(Records excerpted from a collection)
==============================
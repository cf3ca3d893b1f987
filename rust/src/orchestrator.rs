//! Runs phenotype and genotype reconstructions for one association run.
//!
//! The phenotype is reconstructed once (continuous or discrete); every
//! genotype column is reconstructed as a discrete trait and its per-edge
//! transitions derived. Columns are independent: in parallel mode each one
//! gets its own RNG seeded identically, and results are collected in column
//! order, so sequential and parallel runs return the same result.

use std::sync::atomic::{AtomicBool, AtomicUsize, Ordering};

use ndarray::{Array2, ArrayView1, ArrayView2};
use rayon::prelude::*;
use tracing::{debug, info};

use crate::confidence::{
    continuous_confidence, discrete_confidence, DEFAULT_CONFIDENCE_THRESHOLD,
};
use crate::continuous::reconstruct_continuous;
use crate::discrete::{reconstruct_discrete, DiscreteConfig, ModelSelection};
use crate::edges::{edge_confidence, edge_deltas, edge_values};
use crate::error::{ReconstructionError, Result};
use crate::matrix::{binary_states, check_columns, check_rows, TraitType};
use crate::transitions::{count_transitions, identify_transitions, EdgeTransition};
use crate::tree::Tree;

/// Configuration for a reconstruction run.
#[derive(Clone, Debug)]
pub struct ReconstructionConfig {
    /// Posterior needed for a confident discrete call. Default: 0.875 (7:1)
    pub confidence_threshold: f64,
    /// Seed, root prior, model-selection and optimiser settings.
    pub discrete: DiscreteConfig,
    /// Reconstruct genotype columns on the rayon pool. Default: false
    pub parallel: bool,
}

impl Default for ReconstructionConfig {
    fn default() -> Self {
        Self {
            confidence_threshold: DEFAULT_CONFIDENCE_THRESHOLD,
            discrete: DiscreteConfig::default(),
            parallel: false,
        }
    }
}

/// Reconstruction of one trait column.
#[derive(Clone, Debug)]
pub struct Reconstruction<T> {
    /// Estimate per internal node.
    pub ancestral_states: Vec<T>,
    /// 0/1 confidence per tip and node.
    pub confidence: Vec<u8>,
    /// Parent/child value per edge.
    pub edge_values: Array2<T>,
    /// Tip values followed by `ancestral_states`.
    pub tip_and_node_states: Vec<T>,
    /// Per edge: both endpoints confident.
    pub edge_confidence: Vec<bool>,
}

impl<T: Copy> Reconstruction<T> {
    fn assemble(
        tree: &Tree,
        ancestral_states: Vec<T>,
        tip_and_node_states: Vec<T>,
        confidence: Vec<u8>,
    ) -> Result<Self> {
        let edge_values = edge_values(tree, &tip_and_node_states)?;
        let edge_confidence = edge_confidence(tree, &confidence)?;
        Ok(Reconstruction {
            ancestral_states,
            confidence,
            edge_values,
            tip_and_node_states,
            edge_confidence,
        })
    }
}

/// Binary trait reconstruction with its model-selection record.
#[derive(Clone, Debug)]
pub struct DiscreteReconstruction {
    pub reconstruction: Reconstruction<u8>,
    /// Posterior of states 0 and 1 per internal node.
    pub likelihoods: Array2<f64>,
    pub selection: ModelSelection,
}

/// Continuous trait reconstruction with its Brownian-motion fit.
#[derive(Clone, Debug)]
pub struct ContinuousReconstruction {
    pub reconstruction: Reconstruction<f64>,
    pub sigma2: f64,
    /// 95% interval per internal node.
    pub ci95: Array2<f64>,
}

/// Phenotype reconstruction and its per-edge signal.
#[derive(Clone, Debug)]
pub enum PhenotypeReconstruction {
    Continuous {
        fit: ContinuousReconstruction,
        /// |child − parent| per edge.
        deltas: Vec<f64>,
    },
    Discrete {
        fit: DiscreteReconstruction,
        transitions: Vec<EdgeTransition>,
    },
}

impl PhenotypeReconstruction {
    pub fn confidence(&self) -> &[u8] {
        match self {
            PhenotypeReconstruction::Continuous { fit, .. } => &fit.reconstruction.confidence,
            PhenotypeReconstruction::Discrete { fit, .. } => &fit.reconstruction.confidence,
        }
    }

    pub fn trait_type(&self) -> TraitType {
        match self {
            PhenotypeReconstruction::Continuous { .. } => TraitType::Continuous,
            PhenotypeReconstruction::Discrete { .. } => TraitType::Discrete,
        }
    }
}

/// Everything the association tests consume.
#[derive(Clone, Debug)]
pub struct ReconstructionSet {
    pub phenotype: PhenotypeReconstruction,
    /// One entry per genotype column, in column order.
    pub genotypes: Vec<DiscreteReconstruction>,
    /// Transition records per genotype column, aligned with the edge list.
    pub genotype_transitions: Vec<Vec<EdgeTransition>>,
}

/// Reconstruct a binary column and its confidence.
pub fn reconstruct_binary_column(
    tree: &Tree,
    states: ArrayView1<'_, u8>,
    config: &ReconstructionConfig,
) -> Result<DiscreteReconstruction> {
    let fit = reconstruct_discrete(tree, states, &config.discrete)?;
    let confidence = discrete_confidence(
        tree.n_tips(),
        fit.likelihoods.view(),
        config.confidence_threshold,
    )?;
    let reconstruction =
        Reconstruction::assemble(tree, fit.ancestral, fit.tip_and_node, confidence)?;

    Ok(DiscreteReconstruction {
        reconstruction,
        likelihoods: fit.likelihoods,
        selection: fit.selection,
    })
}

/// Reconstruct a continuous column; every node is marked confident.
pub fn reconstruct_continuous_column(
    tree: &Tree,
    values: ArrayView1<'_, f64>,
) -> Result<ContinuousReconstruction> {
    let fit = reconstruct_continuous(tree, values)?;
    let confidence = continuous_confidence(tree.n_nodes());
    let reconstruction =
        Reconstruction::assemble(tree, fit.ancestral, fit.tip_and_node, confidence)?;

    Ok(ContinuousReconstruction {
        reconstruction,
        sigma2: fit.sigma2,
        ci95: fit.ci95,
    })
}

/// Logs at 25, 50 and 75 % of a loop.
struct Progress {
    marks: [(usize, u32); 3],
    done: AtomicUsize,
}

impl Progress {
    fn new(total: usize) -> Self {
        let mark = |quarter: usize| (total * quarter).div_ceil(4).max(1);
        Progress {
            marks: [(mark(1), 25), (mark(2), 50), (mark(3), 75)],
            done: AtomicUsize::new(0),
        }
    }

    fn tick(&self) {
        let done = self.done.fetch_add(1, Ordering::Relaxed) + 1;
        for &(mark, percent) in &self.marks {
            if done == mark {
                info!("{}% of genotypes reconstructed", percent);
            }
        }
    }
}

/// Runs the reconstruction stage of an association run.
pub struct Reconstructor {
    config: ReconstructionConfig,
}

impl Reconstructor {
    pub fn new(config: ReconstructionConfig) -> Self {
        Self { config }
    }

    /// Reconstruct the phenotype and every genotype column.
    ///
    /// # Arguments
    /// * `tree` - Validated rooted tree
    /// * `phenotype` - (n_tips, 1) phenotype matrix
    /// * `genotype` - (n_tips, n_loci) binary genotype matrix
    /// * `trait_type` - Whether the phenotype is discrete or continuous
    pub fn run(
        &self,
        tree: &Tree,
        phenotype: ArrayView2<'_, f64>,
        genotype: ArrayView2<'_, u8>,
        trait_type: TraitType,
    ) -> Result<ReconstructionSet> {
        self.run_with_cancel(tree, phenotype, genotype, trait_type, &AtomicBool::new(false))
    }

    /// As [`Reconstructor::run`], checking `cancel` before every column fit.
    pub fn run_with_cancel(
        &self,
        tree: &Tree,
        phenotype: ArrayView2<'_, f64>,
        genotype: ArrayView2<'_, u8>,
        trait_type: TraitType,
        cancel: &AtomicBool,
    ) -> Result<ReconstructionSet> {
        check_columns(phenotype, "phenotype columns", 1)?;
        check_rows(tree, "phenotype rows", phenotype.nrows())?;
        check_rows(tree, "genotype rows", genotype.nrows())?;
        if genotype.ncols() == 0 {
            return Err(ReconstructionError::DimensionMismatch {
                what: "genotype columns (at least)",
                expected: 1,
                found: 0,
            });
        }

        info!(
            "Reconstructing {} phenotype and {} genotypes on {} tips",
            trait_type,
            genotype.ncols(),
            tree.n_tips()
        );

        if cancel.load(Ordering::Relaxed) {
            return Err(ReconstructionError::Cancelled);
        }
        let phenotype = self.reconstruct_phenotype(tree, phenotype.column(0), trait_type)?;

        let n_loci = genotype.ncols();
        let progress = Progress::new(n_loci);
        let column = |j: usize| -> Result<(DiscreteReconstruction, Vec<EdgeTransition>)> {
            if cancel.load(Ordering::Relaxed) {
                return Err(ReconstructionError::Cancelled);
            }
            let recon = reconstruct_binary_column(tree, genotype.column(j), &self.config)?;
            let transitions = identify_transitions(recon.reconstruction.edge_values.view())?;
            debug!(
                "genotype {}: {} selected, {} transitions",
                j,
                recon.selection.selected,
                count_transitions(&transitions)
            );
            progress.tick();
            Ok((recon, transitions))
        };

        let results: Vec<(DiscreteReconstruction, Vec<EdgeTransition>)> = if self.config.parallel {
            (0..n_loci).into_par_iter().map(column).collect::<Result<_>>()?
        } else {
            (0..n_loci).map(column).collect::<Result<_>>()?
        };
        let (genotypes, genotype_transitions): (Vec<_>, Vec<_>) = results.into_iter().unzip();

        info!("Ancestral reconstruction complete");

        Ok(ReconstructionSet {
            phenotype,
            genotypes,
            genotype_transitions,
        })
    }

    fn reconstruct_phenotype(
        &self,
        tree: &Tree,
        values: ArrayView1<'_, f64>,
        trait_type: TraitType,
    ) -> Result<PhenotypeReconstruction> {
        match trait_type {
            TraitType::Continuous => {
                let fit = reconstruct_continuous_column(tree, values)?;
                let deltas = edge_deltas(fit.reconstruction.edge_values.view());
                Ok(PhenotypeReconstruction::Continuous { fit, deltas })
            }
            TraitType::Discrete => {
                check_rows(tree, "phenotype rows", values.len())?;
                let states = ndarray::Array1::from(binary_states(values)?);
                let fit = reconstruct_binary_column(tree, states.view(), &self.config)?;
                let transitions = identify_transitions(fit.reconstruction.edge_values.view())?;
                Ok(PhenotypeReconstruction::Discrete { fit, transitions })
            }
        }
    }
}
//! Binary high/low confidence labels for reconstructed nodes.

use ndarray::ArrayView2;

use crate::error::{ReconstructionError, Result};

/// Posterior needed for a confident call: a 7:1 likelihood ratio.
pub const DEFAULT_CONFIDENCE_THRESHOLD: f64 = 0.875;

/// Continuous traits: every tip and node is marked confident.
///
/// The Brownian-motion fit only yields symmetric intervals, which carry no
/// per-node information, so no node is ever flagged.
pub fn continuous_confidence(n_nodes: usize) -> Vec<u8> {
    vec![1; n_nodes]
}

/// Discrete traits: tips are confident; an internal node is confident when
/// its largest state posterior reaches `threshold`.
///
/// # Arguments
/// * `n_tips` - Number of tips; every tip is marked confident (1)
/// * `likelihoods` - Per-state posterior per internal node
/// * `threshold` - Cutoff in (0, 1)
pub fn discrete_confidence(
    n_tips: usize,
    likelihoods: ArrayView2<'_, f64>,
    threshold: f64,
) -> Result<Vec<u8>> {
    if !(threshold > 0.0 && threshold < 1.0) {
        return Err(ReconstructionError::InvalidTrait(format!(
            "confidence threshold {} outside (0, 1)",
            threshold
        )));
    }

    let mut confidence = vec![1; n_tips];
    confidence.extend(likelihoods.rows().into_iter().map(|row| {
        let best = row.iter().copied().fold(f64::NEG_INFINITY, f64::max);
        u8::from(best >= threshold)
    }));
    Ok(confidence)
}

#[cfg(test)]
mod tests {
    use super::*;
    use ndarray::array;

    #[test]
    fn test_default_is_seven_to_one() {
        assert_eq!(DEFAULT_CONFIDENCE_THRESHOLD / (1.0 - DEFAULT_CONFIDENCE_THRESHOLD), 7.0);
    }

    #[test]
    fn test_continuous_all_confident() {
        assert_eq!(continuous_confidence(5), vec![1, 1, 1, 1, 1]);
    }

    #[test]
    fn test_discrete_cutoff() {
        let liks = array![[0.9, 0.1], [0.5, 0.5], [0.125, 0.875], [0.2, 0.8]];
        let conf = discrete_confidence(3, liks.view(), DEFAULT_CONFIDENCE_THRESHOLD).unwrap();

        assert_eq!(conf, vec![1, 1, 1, 1, 0, 1, 0]);
    }

    #[test]
    fn test_threshold_range() {
        let liks = array![[0.9, 0.1]];
        assert!(discrete_confidence(1, liks.view(), 1.0).is_err());
        assert!(discrete_confidence(1, liks.view(), 0.0).is_err());
        assert!(discrete_confidence(1, liks.view(), f64::NAN).is_err());
    }
}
==============================
REQUIRED WORK -> Look through the records and gather each line with the word "Brownian".

EXPECTED ANSWER ->
/// Continuous trait reconstruction with its Brownian-motion fit.
/// The Brownian-motion fit only yields symmetric intervals, which carry no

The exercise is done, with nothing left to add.